Dataset>
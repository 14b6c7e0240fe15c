//! Step Detection Module.
//!
//! Counts steps as rising-edge crossings of a fixed threshold on the raw
//! (unsmoothed) accelerometer magnitude. Each foot strike produces a short
//! spike well above 1 g; smoothing would blur consecutive strikes together,
//! so the detector deliberately reads the raw signal.
//!
//! A crossing requires the previous sample to be at or below the threshold,
//! so a sustained plateau above it counts once.

use serde::{Deserialize, Serialize};
use tracing::debug;

/// Raw magnitude (m/s²) a sample must exceed to register a foot strike.
pub const DEFAULT_STEP_THRESHOLD: f64 = 12.0;

/// Configuration for step detection.
#[derive(Debug, Clone, PartialEq, Serialize, Deserialize)]
#[serde(default)]
pub struct StepDetectorConfig {
    /// Crossing threshold on the raw magnitude (m/s²).
    pub threshold: f64,
}

impl Default for StepDetectorConfig {
    fn default() -> Self {
        Self {
            threshold: DEFAULT_STEP_THRESHOLD,
        }
    }
}

/// Rising-edge step counter.
#[derive(Debug, Clone)]
pub struct StepDetector {
    config: StepDetectorConfig,
    step_count: u64,
    last_raw_magnitude: f64,
}

impl StepDetector {
    /// Create a new step detector with the given configuration.
    pub fn new(config: StepDetectorConfig) -> Self {
        Self {
            config,
            step_count: 0,
            last_raw_magnitude: 0.0,
        }
    }

    /// Feed one raw magnitude. Returns true if it completed a rising edge.
    pub fn observe(&mut self, raw_magnitude: f64) -> bool {
        let threshold = self.config.threshold;
        let detected = raw_magnitude > threshold && self.last_raw_magnitude <= threshold;

        if detected {
            self.step_count = self.step_count.saturating_add(1);
            debug!(
                step_count = self.step_count,
                raw_magnitude, "step detected"
            );
        }

        self.last_raw_magnitude = raw_magnitude;
        detected
    }

    /// Feed a run of magnitudes and return how many steps they produced.
    pub fn observe_all(&mut self, magnitudes: &[f64]) -> u64 {
        magnitudes
            .iter()
            .filter(|&&magnitude| self.observe(magnitude))
            .count() as u64
    }

    /// Steps counted since creation or the last reset.
    pub fn step_count(&self) -> u64 {
        self.step_count
    }

    pub fn last_raw_magnitude(&self) -> f64 {
        self.last_raw_magnitude
    }

    pub fn threshold(&self) -> f64 {
        self.config.threshold
    }

    /// Zero the counter. Edge memory is kept, so a reset in the middle of a
    /// plateau does not produce a phantom step on the next sample.
    pub fn reset(&mut self) {
        self.step_count = 0;
    }
}

impl Default for StepDetector {
    fn default() -> Self {
        Self::new(StepDetectorConfig::default())
    }
}

// ============================================================================
// TESTS
// ============================================================================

Exercise description> Reproduce the data shown above with every line intact.

Response to this exercise>
repository 14b6c7e0240fe15c
//! Step Detection Module.
//!
//! Counts steps as rising-edge crossings of a fixed threshold on the raw
//! (unsmoothed) accelerometer magnitude. Each foot strike produces a short
//! spike well above 1 g; smoothing would blur consecutive strikes together,
//! so the detector deliberately reads the raw signal.
//!
//! A crossing requires the previous sample to be at or below the threshold,
//! so a sustained plateau above it counts once.

use serde::{Deserialize, Serialize};
use tracing::debug;

/// Raw magnitude (m/s²) a sample must exceed to register a foot strike.
pub const DEFAULT_STEP_THRESHOLD: f64 = 12.0;

/// Configuration for step detection.
#[derive(Debug, Clone, PartialEq, Serialize, Deserialize)]
#[serde(default)]
pub struct StepDetectorConfig {
    /// Crossing threshold on the raw magnitude (m/s²).
    pub threshold: f64,
}

impl Default for StepDetectorConfig {
    fn default() -> Self {
        Self {
            threshold: DEFAULT_STEP_THRESHOLD,
        }
    }
}

/// Rising-edge step counter.
#[derive(Debug, Clone)]
pub struct StepDetector {
    config: StepDetectorConfig,
    step_count: u64,
    last_raw_magnitude: f64,
}

impl StepDetector {
    /// Create a new step detector with the given configuration.
    pub fn new(config: StepDetectorConfig) -> Self {
        Self {
            config,
            step_count: 0,
            last_raw_magnitude: 0.0,
        }
    }

    /// Feed one raw magnitude. Returns true if it completed a rising edge.
    pub fn observe(&mut self, raw_magnitude: f64) -> bool {
        let threshold = self.config.threshold;
        let detected = raw_magnitude > threshold && self.last_raw_magnitude <= threshold;

        if detected {
            self.step_count = self.step_count.saturating_add(1);
            debug!(
                step_count = self.step_count,
                raw_magnitude, "step detected"
            );
        }

        self.last_raw_magnitude = raw_magnitude;
        detected
    }

    /// Feed a run of magnitudes and return how many steps they produced.
    pub fn observe_all(&mut self, magnitudes: &[f64]) -> u64 {
        magnitudes
            .iter()
            .filter(|&&magnitude| self.observe(magnitude))
            .count() as u64
    }

    /// Steps counted since creation or the last reset.
    pub fn step_count(&self) -> u64 {
        self.step_count
    }

    pub fn last_raw_magnitude(&self) -> f64 {
        self.last_raw_magnitude
    }

    pub fn threshold(&self) -> f64 {
        self.config.threshold
    }

    /// Zero the counter. Edge memory is kept, so a reset in the middle of a
    /// plateau does not produce a phantom step on the next sample.
    pub fn reset(&mut self) {
        self.step_count = 0;
    }
}

impl Default for StepDetector {
    fn default() -> Self {
        Self::new(StepDetectorConfig::default())
    }
}

// ============================================================================
// TESTS
// ============================================================================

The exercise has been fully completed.